Multi spectroscopy and molecular modeling aspects related to drug interaction of aspirin with alpha chymotrypsin; structural change and protease activity

Abstract

Examining the structure of enzymes versus drugs can help us understand the effects of a drug or its side effects. In this study, we investigated the effect of Aspirin (N-Acetyl salicylic acid or NAS) on alpha chymotrypsin (α-Chy). NAS is a non-steroidal drug, that dose anti-inflammatory action by inactivating cyclooxygenase enzymes. It is also prescribed in medicine to treat fever and inflammation caused by wounds. α-Chy is a powerful secretory protease from the pancreas. In the study of Uv–Vis, the effect of different concentrations of NAS on α-Chy, NAS was able to increase absorption intensity of α-Chy. This is due the effect of NAS on the 3D structure of the α-Chy. In the fluorescence emission spectrum study, NAS caused the α-Chy emission to be quenched. Also, the type of perusal was considered static. Calculation of thermodynamic parameters showed that this reaction was performed spontaneously.

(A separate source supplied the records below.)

//! Benchmarks for the spectral transforms and the block processor
//!
//! Run with: cargo bench --bench transforms

use criterion::{black_box, criterion_group, criterion_main, BenchmarkId, Criterion, Throughput};
use halftone_core::{Complex64, ComplexMatrix, Direction};
use halftone_transform::{dct8x8, fft1d, fft2d, idct8x8, Block, BlockProcessor, QuantPreset};

fn bench_dct(c: &mut Criterion) {
    let mut group = c.benchmark_group("DCT Transform");

    let mut input: Block = [[0.0; 8]; 8];
    for (x, column) in input.iter_mut().enumerate() {
        for (y, sample) in column.iter_mut().enumerate() {
            *sample = ((x * 8 + y) * 4) as f64;
        }
    }

    group.bench_function("dct8x8", |b| b.iter(|| dct8x8(black_box(&input))));

    let coefficients = dct8x8(&input);
    group.bench_function("idct8x8", |b| b.iter(|| idct8x8(black_box(&coefficients))));

    group.finish();
}

fn bench_fft(c: &mut Criterion) {
    let mut group = c.benchmark_group("FFT");

    for &len in &[64usize, 1024, 16_384] {
        let signal: Vec<Complex64> = (0..len)
            .map(|i| Complex64::new((i as f64 * 0.1).sin(), 0.0))
            .collect();
        group.throughput(Throughput::Elements(len as u64));
        group.bench_with_input(BenchmarkId::new("fft1d", len), &signal, |b, signal| {
            b.iter(|| fft1d(black_box(signal), Direction::Forward).unwrap())
        });
    }

    for &size in &[64usize, 256] {
        let matrix = ComplexMatrix::from_real_fn(size, size, |x, y| ((x ^ y) % 256) as f64);
        group.bench_with_input(BenchmarkId::new("fft2d", size), &matrix, |b, matrix| {
            b.iter(|| fft2d(black_box(matrix), Direction::Forward, true).unwrap())
        });
    }

    group.finish();
}

fn bench_block_processor(c: &mut Criterion) {
    let mut group = c.benchmark_group("Block Processor");
    let matrix = ComplexMatrix::from_real_fn(512, 512, |x, y| ((x * 3 + y * 5) % 256) as f64);
    group.throughput(Throughput::Elements(512 * 512));

    for parallel in [true, false] {
        let processor = BlockProcessor::new(QuantPreset::Standard).parallel(parallel);
        let name = if parallel { "forward_rayon" } else { "forward_serial" };
        group.bench_function(name, |b| {
            b.iter(|| processor.process(black_box(&matrix), Direction::Forward))
        });
    }

    group.finish();
}

criterion_group!(benches, bench_dct, bench_fft, bench_block_processor);
criterion_main!(benches);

The type of bond between NAS and α-Chy was hydrophobic forces. The kinetic reaction comes from the way of α-Chy activity illustrated that NAS acts as an activator. Other techniques performed included investigating the thermal stability of the enzyme (TM) in the presence of ligand. The melting temperature of α-Chy decreased in the presence of NAS, TM, and the enzyme became more unstable. Also, in the secondary structure study for α-Chy, in the complex with NAS, the alpha-helix value increased, indicating that the enzyme was partially open, as shown by the simulation and Tm results. This information suggests that NAS can activate and destabilize this enzyme by entering the gastrointestinal tract.